I am however very much struck at the oddity that she decided to lend me this particular book.
Women by Chloe Caldwell refuses to be a dead set-in-stone story, is much aware of its own craft and engages with the process of storytelling, speaking directly to the reader and discussing the literary choices within the main text. It’s not a ‘writer’s novel’ though, as they say, it just relays the anxiety and mulls on the morality of sharing a story in the simplest manner. Is it an elaborate ploy? All fiction? Speaker as a character; no roots? I know enough to know convincing you of that would be the real ploy – it is way too personal. Though for sure, it wants to be, with deliberate intention, very near you.
She had mentioned somewhere amidst the two meets that she loves to communicate with books by marking and jotting notes and smileys. This is queerness I find endearing. I say I would love to see what she liked… and she lays it open to me with a hand gesture ‘you could too’ and that she’d be curious to see what parts I like. So when I lie down with this slim breezy copy of Women by Chloe Caldwell that strikes a strikingly intimate tone and is punctuated by markings that I cannot but reconsider in the light of the person I am getting to know, and I am a little taken aback. It seems like I am sharing a remarkable intimacy with a person I’ve just begun to know – though you could say we’ve established an uncanny familiarity in the short couple of meets and a slew of messages; it’s surprising, it’s exciting. She wants to know over a message how far along am I with it and I tell her I am taking it slow, its making me think and that it’s literally ‘soft-porn’ and so why’d I rush it! She absolutely agrees with my assessment, while also perceiving that as the precise reason to hurry it along.
In a part feverish state and the curious proceeding of Chloe Caldwell’s novella, I find myself constantly thinking back to what she’d said, whether the aspect of the mental health in the novel resonates personally, how odd that I relate to it so deeply, and how much of it she has experienced first-hand – obsession and passion and self-destruction. It also, again surprisingly and curiously throws up vivid details from our meetings I did not really think I registered; Voice, manner, gestures and style. I recall the way she held her pen when she had taken to write out a piece for someone asking for help and donations. I recall how she went about it conscious of her handwriting and her manner and yet I couldn’t for my life remember whether she used her right or her left hand. Something of the hold that I remember suggests it could be the left but I couldn’t be sure.

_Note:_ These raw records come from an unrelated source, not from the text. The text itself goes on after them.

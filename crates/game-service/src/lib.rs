//! Game Service - leaderboard, destroyed-ship log and ship visuals
//!
//! Stateless services over injected `game_store` collections:
//! - `LeaderboardService`: score submission, per-mode boards, user rank
//! - `DestroyedShipLog`: append-only destruction events per address
//! - `visual`: random sprite/colour parameters for ship rendering

pub mod destroyed_ships;
pub mod error;
pub mod leaderboard;
pub mod model;
pub mod validation;
pub mod visual;

#[cfg(test)]
mod tests;

pub use destroyed_ships::DestroyedShipLog;
pub use error::{ServiceError, ServiceResult};
pub use leaderboard::{LeaderboardService, RankedEntry, SubmitOutcome};
pub use model::{DestroyedShipEvent, GameMode, LeaderboardEntry, Numeric};
pub use validation::{ScoreSubmission, ShipDestruction};
pub use visual::{Palette, Rgb, ShipVisual, VisualProfile};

As I turn over a page I burst out laughing, at three points on the two sides is the word ‘haha’, her commitment to the process is amusing. I underline some bits but since she has maintained an overall neatness to the pages, taking cue from it- take to tick marking and making vertical lines in the margins, along the bits I like; a lot are the same. I know the difference on looking back since hers is a firm hand and mine a soft dawdling one; I draw over her smiley at another point… and at another where she has put a question mark, over a confusion I grasp, I am tempted to write down a response.
While relaying a story of a passionate, transgressive (extra commitment), destructive love relation, Women by Chloe Caldwell discusses female sexuality, and casually meanders around the queer scene with a trans friend, and references to dykes, lesbians, butches and experimentation. The fulcrum of the story, other than the initial erotica bit, is mental health – patterns of behavior, the high of drugs and emotions, manipulation (if you want to call it that), therapy, ache and ultimately a somewhat recovery – hope.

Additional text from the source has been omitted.